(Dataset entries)
use crate::{
    grid::{Grid, PossibilityGrid},
    propagator::{ConstraintPropagator, PropagationError, PropagationOutcome},
    rules::CompatibilityTable,
};
use mapgen_rules::{Direction, Pattern};
use std::collections::VecDeque;

/// Breadth-first propagator over the four grid neighbors.
#[derive(Debug, Clone)]
pub struct BfsPropagator {
    table: CompatibilityTable,
}

impl BfsPropagator {
    /// Creates a propagator for the given pattern list.
    pub fn new(patterns: &[Pattern]) -> Self {
        Self {
            table: CompatibilityTable::new(patterns),
        }
    }

    /// Compatibility table used for pruning.
    pub const fn table(&self) -> &CompatibilityTable {
        &self.table
    }
}

impl ConstraintPropagator for BfsPropagator {
    fn propagate(
        &mut self,
        grid: &mut PossibilityGrid,
        updated_coords: Vec<(usize, usize)>,
        collapsed: &Grid<bool>,
    ) -> Result<PropagationOutcome, PropagationError> {
        let mut outcome = PropagationOutcome::default();
        let mut queue: VecDeque<(usize, usize)> = updated_coords.into();

        while let Some((row, col)) = queue.pop_front() {
            let source = grid
                .get(row, col)
                .cloned()
                .ok_or(PropagationError::OutOfBounds(row, col))?;
            // A contradiction supports nothing; pruning from it would wipe its neighbors.
            if source.not_any() {
                continue;
            }

            for direction in Direction::ALL {
                let Some((nr, nc)) = grid.neighbor(row, col, direction) else {
                    continue;
                };
                if collapsed.get(nr, nc).copied().unwrap_or(true) {
                    continue;
                }

                let supported = self.table.supported_by(&source, direction);
                let neighbor = grid
                    .get_mut(nr, nc)
                    .ok_or(PropagationError::OutOfBounds(nr, nc))?;
                if neighbor.not_any() {
                    // Already a contradiction, reported when it happened.
                    continue;
                }

                let mut changed = false;
                let allowed: Vec<usize> = neighbor.iter_ones().collect();
                for pattern in allowed {
                    if !supported[pattern] {
                        neighbor.set(pattern, false);
                        changed = true;
                    }
                }

                if changed {
                    outcome.cells_narrowed += 1;
                    if neighbor.not_any() {
                        log::trace!("Cell ({nr}, {nc}) lost its last possibility");
                        outcome.contradictions.push((nr, nc));
                    } else {
                        queue.push_back((nr, nc));
                    }
                }
            }
        }

        Ok(outcome)
    }
}
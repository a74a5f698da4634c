//! Core library for procedural bar floor plans.
//!
//! Two layout sources feed one pipeline: a constraint-propagation solver over
//! connector-tagged pattern blocks, and a random carve-and-repair generator.
//! Fixtures are placed on the layout and the result is validated before it
//! is accepted, with deterministic rerolls on failure.

use propagator::PropagationError;
use thiserror::Error;

/// Shared character grid and structural repairs.
pub mod ascii;
/// Carve-and-repair layout generator.
pub mod carve;
/// Cell selection strategies for the solver.
pub mod entropy;
/// Generic 2D grid structures and the possibility grid.
pub mod grid;
/// Seeded generation with rerolls and layout fallback.
pub mod pipeline;
/// Required fixture placement.
pub mod placement;
/// Playability and customer routing checks.
pub mod playability;
/// Constraint propagation logic and traits.
pub mod propagator;
/// Precomputed pattern compatibility.
pub mod rules;
/// The constraint-propagation solver.
pub mod runner;
/// Seed hashing and per-stage random streams.
pub mod seed;
/// Legend bytes and fixture kinds.
pub mod symbols;

pub use crate::ascii::AsciiGrid;
pub use crate::entropy::EntropyCalculator;
pub use crate::grid::{Grid, PossibilityGrid};
pub use crate::pipeline::{generate_ascii, GeneratedAscii, GenerationContext, LayoutSource, MapGenError};
pub use crate::placement::PlacementError;
pub use crate::playability::{validate_ascii, validate_routing, PlayabilityReport, RoutingError};
pub use crate::propagator::ConstraintPropagator;
pub use crate::runner::{run, WfcConfig};

/// Errors that can occur during a solver run.
#[derive(Error, Debug)]
pub enum WfcError {
    /// An error related to grid dimensions or accessing grid data.
    #[error("Grid error: {0}")]
    GridError(String),
    /// The pattern library has no patterns to place.
    #[error("Pattern library is empty")]
    EmptyLibrary,
    /// The main loop ran past its iteration cap.
    #[error("Maximum iterations ({0}) reached")]
    MaxIterationsReached(u64),
    /// An error occurred during the constraint propagation phase.
    #[error("Propagation error: {0}")]
    Propagation(#[from] PropagationError),
    /// An unexpected internal error occurred.
    #[error("Internal error: {0}")]
    InternalError(String),
}
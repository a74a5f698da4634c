//! Pattern library definitions and loaders for the bar layout solver.
//!
//! A library is read once from a JSON or RON resource and then passed by
//! reference to every generation run.

use thiserror::Error;

pub mod formats;
pub mod loader;
pub mod types;

pub use types::{
    Direction, LibraryError, Pattern, PatternId, PatternLibrary, DEFAULT_GRID_EXTENT,
    MAX_NUM_PATTERNS,
};

/// Errors that can occur while loading a pattern library.
#[derive(Error, Debug)]
pub enum LoadError {
    /// Reading the resource failed.
    #[error("I/O error reading file: {0}")]
    Io(#[from] std::io::Error),
    /// The content is not valid JSON/RON or does not match the expected shape.
    #[error("Failed to parse pattern format (e.g., JSON/RON): {0}")]
    ParseError(String),
    /// The content parsed but describes an unusable pattern.
    #[error("Invalid pattern data: {0}")]
    InvalidData(String),
    /// The parsed patterns do not form a valid library.
    #[error("Invalid pattern library: {0}")]
    Library(#[from] LibraryError),
    /// No parser is registered for the file extension.
    #[error("Unsupported pattern file format: {0}")]
    UnsupportedFormat(String),
    /// Parsing needs a cargo feature that was compiled out.
    #[error("Feature not enabled: {0}")]
    FeatureNotEnabled(String),
}
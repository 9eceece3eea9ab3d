//! Access logging middleware.
//!
//! # Responsibilities
//! - Log one line per unit of work after the rest of the chain completes
//! - Record the peer address, method, target and final status

use async_trait::async_trait;

use crate::engine::{Context, Middleware, Next, ProxyError};

/// Logs each completed unit of work. Intended to sit first in the chain so
/// it observes the final status the client saw.
pub struct AccessLog;

#[async_trait]
impl Middleware for AccessLog {
    async fn handle(&self, ctx: &mut Context, next: Next<'_>) -> Result<(), ProxyError> {
        next.run(ctx).await?;

        tracing::info!(
            peer = %ctx.ip,
            method = %ctx.request.method,
            target = %ctx.state.url,
            status = ctx.response_status(),
            "handled"
        );
        Ok(())
    }
}
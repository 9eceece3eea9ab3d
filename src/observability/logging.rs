//! Structured logging.
//!
//! # Responsibilities
//! - Initialize the tracing subscriber
//! - Honor `RUST_LOG` with a sensible default filter

use tracing_subscriber::{layer::SubscriberExt, util::SubscriberInitExt};

/// Install the global tracing subscriber.
pub fn init() {
    tracing_subscriber::registry()
        .with(
            tracing_subscriber::EnvFilter::try_from_default_env()
                .unwrap_or_else(|_| "forward_proxy=info".into()),
        )
        .with(tracing_subscriber::fmt::layer())
        .init();
}
//! CONNECT tunnel middleware.
//!
//! # Responsibilities
//! - Parse the tunnel target (IPv6-safe last-colon split, default port 80)
//! - Negotiate the upstream socket and acknowledge the client with the
//!   literal 200 status line
//! - Replay head bytes and hand both sockets to the relay

use std::sync::Arc;

use async_trait::async_trait;
use tokio::io::AsyncWriteExt;

use crate::engine::error::UpstreamError;
use crate::engine::{Context, Event, Middleware, Next, ProxyError};
use crate::proxy::Upstream;
use crate::relay;

const ESTABLISHED: &[u8] = b"HTTP/1.1 200 Connection Established\r\n\r\n";

/// Establishes opaque byte tunnels for connect events. A pass-through for
/// any other event kind.
pub struct ConnectTunneler {
    upstream: Arc<dyn Upstream>,
}

impl ConnectTunneler {
    pub fn new(upstream: Arc<dyn Upstream>) -> Self {
        Self { upstream }
    }
}

#[async_trait]
impl Middleware for ConnectTunneler {
    async fn handle(&self, ctx: &mut Context, next: Next<'_>) -> Result<(), ProxyError> {
        if ctx.event() != Event::Connect {
            return next.run(ctx).await;
        }

        let (host, port) = split_target(&ctx.state.url).ok_or_else(|| {
            ProxyError::bad_request(format!("invalid CONNECT target: {}", ctx.state.url))
        })?;
        ctx.state.hostname = Some(host.clone());
        ctx.state.port = Some(port);

        let mut upstream = self.upstream.connect(&host, port).await?;

        let head = ctx.state.head.clone();
        let socket = ctx
            .socket_mut()
            .ok_or_else(|| ProxyError::internal("connect event without a raw socket"))?;
        socket.write_all(ESTABLISHED).await?;
        ctx.state.status = Some(200);

        let client = ctx
            .socket_mut()
            .and_then(|socket| socket.take())
            .ok_or_else(|| ProxyError::internal("client socket already taken"))?;

        if !head.is_empty() {
            upstream
                .write_all(&head)
                .await
                .map_err(|err| ProxyError::from(UpstreamError::from(err)))?;
        }

        let (sent, received) = relay::join(client, upstream)
            .await
            .map_err(|err| ProxyError::from(UpstreamError::from(err)))?;
        tracing::debug!(host = %host, port, sent, received, "tunnel closed");
        Ok(())
    }
}

/// Split a CONNECT target into host and port.
///
/// The split happens at the last colon that is followed only by digits, so
/// IPv6 literals keep their internal colons; brackets around a literal are
/// stripped. The port defaults to 80 when absent.
fn split_target(target: &str) -> Option<(String, u16)> {
    let (host, port) = match target.rfind(':') {
        Some(idx) if target[idx + 1..].bytes().all(|b| b.is_ascii_digit()) => {
            let digits = &target[idx + 1..];
            if digits.is_empty() {
                (&target[..idx], 80)
            } else {
                (&target[..idx], digits.parse().ok()?)
            }
        }
        _ => (target, 80),
    };

    let host = host
        .strip_prefix('[')
        .and_then(|h| h.strip_suffix(']'))
        .unwrap_or(host);
    if host.is_empty() {
        return None;
    }
    Some((host.to_string(), port))
}
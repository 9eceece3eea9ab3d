//! Shared utilities for integration testing.

use std::net::SocketAddr;
use std::sync::Arc;

use tokio::io::{AsyncReadExt, AsyncWriteExt};
use tokio::net::{TcpListener, TcpStream};
use tokio::sync::mpsc;

use forward_proxy::config::ListenerConfig;
use forward_proxy::engine::App;
use forward_proxy::net::{Listener, Server};
use forward_proxy::Shutdown;

/// Start the proxy on an ephemeral port and serve until shutdown triggers.
pub async fn start_proxy(app: App) -> (SocketAddr, Shutdown) {
    let config = ListenerConfig {
        bind_address: "127.0.0.1:0".into(),
        max_connections: 64,
    };
    let listener = Listener::bind(&config).await.unwrap();
    let addr = listener.local_addr().unwrap();

    let shutdown = Shutdown::new();
    let receiver = shutdown.subscribe();
    tokio::spawn(async move {
        Server::new(Arc::new(app), listener)
            .run(receiver)
            .await
            .unwrap();
    });

    (addr, shutdown)
}

/// Start a mock origin that answers every request with a fixed 200 response.
#[allow(dead_code)]
pub async fn start_origin(body: &'static str) -> SocketAddr {
    let listener = TcpListener::bind("127.0.0.1:0").await.unwrap();
    let addr = listener.local_addr().unwrap();

    tokio::spawn(async move {
        loop {
            match listener.accept().await {
                Ok((mut socket, _)) => {
                    tokio::spawn(async move {
                        let _ = read_head(&mut socket).await;
                        let response = format!(
                            "HTTP/1.1 200 OK\r\nContent-Length: {}\r\nConnection: close\r\n\r\n{}",
                            body.len(),
                            body
                        );
                        let _ = socket.write_all(response.as_bytes()).await;
                        let _ = socket.shutdown().await;
                    });
                }
                Err(_) => break,
            }
        }
    });

    addr
}

/// Start a mock origin that records each request head it receives.
#[allow(dead_code)]
pub async fn start_recording_origin() -> (SocketAddr, mpsc::UnboundedReceiver<String>) {
    let listener = TcpListener::bind("127.0.0.1:0").await.unwrap();
    let addr = listener.local_addr().unwrap();
    let (tx, rx) = mpsc::unbounded_channel();

    tokio::spawn(async move {
        loop {
            match listener.accept().await {
                Ok((mut socket, _)) => {
                    let tx = tx.clone();
                    tokio::spawn(async move {
                        if let Some(head) = read_head(&mut socket).await {
                            let _ = tx.send(head);
                        }
                        let _ = socket
                            .write_all(b"HTTP/1.1 200 OK\r\nContent-Length: 2\r\nConnection: close\r\n\r\nok")
                            .await;
                        let _ = socket.shutdown().await;
                    });
                }
                Err(_) => break,
            }
        }
    });

    (addr, rx)
}

/// Start a TCP server that echoes every byte back to the sender.
#[allow(dead_code)]
pub async fn start_echo_server() -> SocketAddr {
    let listener = TcpListener::bind("127.0.0.1:0").await.unwrap();
    let addr = listener.local_addr().unwrap();

    tokio::spawn(async move {
        loop {
            match listener.accept().await {
                Ok((mut socket, _)) => {
                    tokio::spawn(async move {
                        let mut buf = [0u8; 1024];
                        loop {
                            match socket.read(&mut buf).await {
                                Ok(0) | Err(_) => break,
                                Ok(n) => {
                                    if socket.write_all(&buf[..n]).await.is_err() {
                                        break;
                                    }
                                }
                            }
                        }
                    });
                }
                Err(_) => break,
            }
        }
    });

    addr
}

/// Read from the stream until the end of an HTTP head, returned as text.
pub async fn read_head(stream: &mut TcpStream) -> Option<String> {
    let mut buf = Vec::new();
    let mut chunk = [0u8; 1024];
    loop {
        if buf.windows(4).any(|window| window == b"\r\n\r\n") {
            return Some(String::from_utf8_lossy(&buf).into_owned());
        }
        match stream.read(&mut chunk).await {
            Ok(0) | Err(_) => return None,
            Ok(n) => buf.extend_from_slice(&chunk[..n]),
        }
    }
}

/// Read the stream to EOF, returned as text.
#[allow(dead_code)]
pub async fn read_to_end(stream: &mut TcpStream) -> String {
    let mut buf = Vec::new();
    let _ = stream.read_to_end(&mut buf).await;
    String::from_utf8_lossy(&buf).into_owned()
}
//! Forward HTTP/HTTPS Proxy Library
//!
//! A forward proxy built around a middleware dispatch engine: every inbound
//! unit of work (a plain HTTP request or a CONNECT tunnel request) becomes an
//! [`engine::Context`] driven through an ordered middleware chain. The
//! bundled proxy middlewares forward plain requests to the origin (optionally
//! via a chained upstream proxy) and negotiate opaque byte tunnels for
//! CONNECT.

pub mod config;
pub mod engine;
pub mod lifecycle;
pub mod net;
pub mod observability;
pub mod proxy;
pub mod relay;

pub use config::ProxyConfig;
pub use engine::App;
pub use lifecycle::Shutdown;
pub use net::Server;
pub use proxy::Proxy;
//! TCP listener with connection backpressure.
//!
//! # Responsibilities
//! - Bind to the configured address
//! - Accept incoming TCP connections
//! - Enforce max_connections via a semaphore

use std::net::SocketAddr;
use std::sync::Arc;

use thiserror::Error;
use tokio::net::{TcpListener, TcpStream};
use tokio::sync::{OwnedSemaphorePermit, Semaphore};

use crate::config::ListenerConfig;

#[derive(Debug, Error)]
pub enum ListenerError {
    #[error("failed to bind: {0}")]
    Bind(#[source] std::io::Error),
    #[error("failed to accept: {0}")]
    Accept(#[source] std::io::Error),
}

/// A bounded TCP listener.
///
/// When `max_connections` streams are open, accepting waits until a slot
/// frees up; the proxy never takes on more connections than it can hold.
pub struct Listener {
    inner: TcpListener,
    connection_limit: Arc<Semaphore>,
    max_connections: usize,
}

impl Listener {
    pub async fn bind(config: &ListenerConfig) -> Result<Self, ListenerError> {
        let addr: SocketAddr = config.bind_address.parse().map_err(|err| {
            ListenerError::Bind(std::io::Error::new(std::io::ErrorKind::InvalidInput, err))
        })?;

        let listener = TcpListener::bind(addr).await.map_err(ListenerError::Bind)?;
        let local_addr = listener.local_addr().map_err(ListenerError::Bind)?;

        tracing::info!(
            address = %local_addr,
            max_connections = config.max_connections,
            "listener bound"
        );

        Ok(Self {
            inner: listener,
            connection_limit: Arc::new(Semaphore::new(config.max_connections)),
            max_connections: config.max_connections,
        })
    }

    /// Accept a connection, waiting for a free slot first. The permit must
    /// be held for the connection's lifetime.
    pub async fn accept(
        &self,
    ) -> Result<(TcpStream, SocketAddr, ConnectionPermit), ListenerError> {
        let permit = self
            .connection_limit
            .clone()
            .acquire_owned()
            .await
            .expect("semaphore closed unexpectedly");

        let (stream, addr) = self.inner.accept().await.map_err(ListenerError::Accept)?;

        tracing::debug!(
            peer_addr = %addr,
            available_permits = self.connection_limit.available_permits(),
            "connection accepted"
        );

        Ok((stream, addr, ConnectionPermit { _permit: permit }))
    }

    pub fn local_addr(&self) -> Result<SocketAddr, std::io::Error> {
        self.inner.local_addr()
    }

    pub fn max_connections(&self) -> usize {
        self.max_connections
    }
}

/// A held connection slot; dropping it frees the slot.
#[derive(Debug)]
pub struct ConnectionPermit {
    _permit: OwnedSemaphorePermit,
}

What needs to be done: Starting at the line that has "random carve-and-repair generator." in the records above, restate word for word every line until the one that has "pub mod seed;", and include that one as well.

Solution below:
//! connector-tagged pattern blocks, and a random carve-and-repair generator.
//! Fixtures are placed on the layout and the result is validated before it
//! is accepted, with deterministic rerolls on failure.

use propagator::PropagationError;
use thiserror::Error;

/// Shared character grid and structural repairs.
pub mod ascii;
/// Carve-and-repair layout generator.
pub mod carve;
/// Cell selection strategies for the solver.
pub mod entropy;
/// Generic 2D grid structures and the possibility grid.
pub mod grid;
/// Seeded generation with rerolls and layout fallback.
pub mod pipeline;
/// Required fixture placement.
pub mod placement;
/// Playability and customer routing checks.
pub mod playability;
/// Constraint propagation logic and traits.
pub mod propagator;
/// Precomputed pattern compatibility.
pub mod rules;
/// The constraint-propagation solver.
pub mod runner;
/// Seed hashing and per-stage random streams.
pub mod seed;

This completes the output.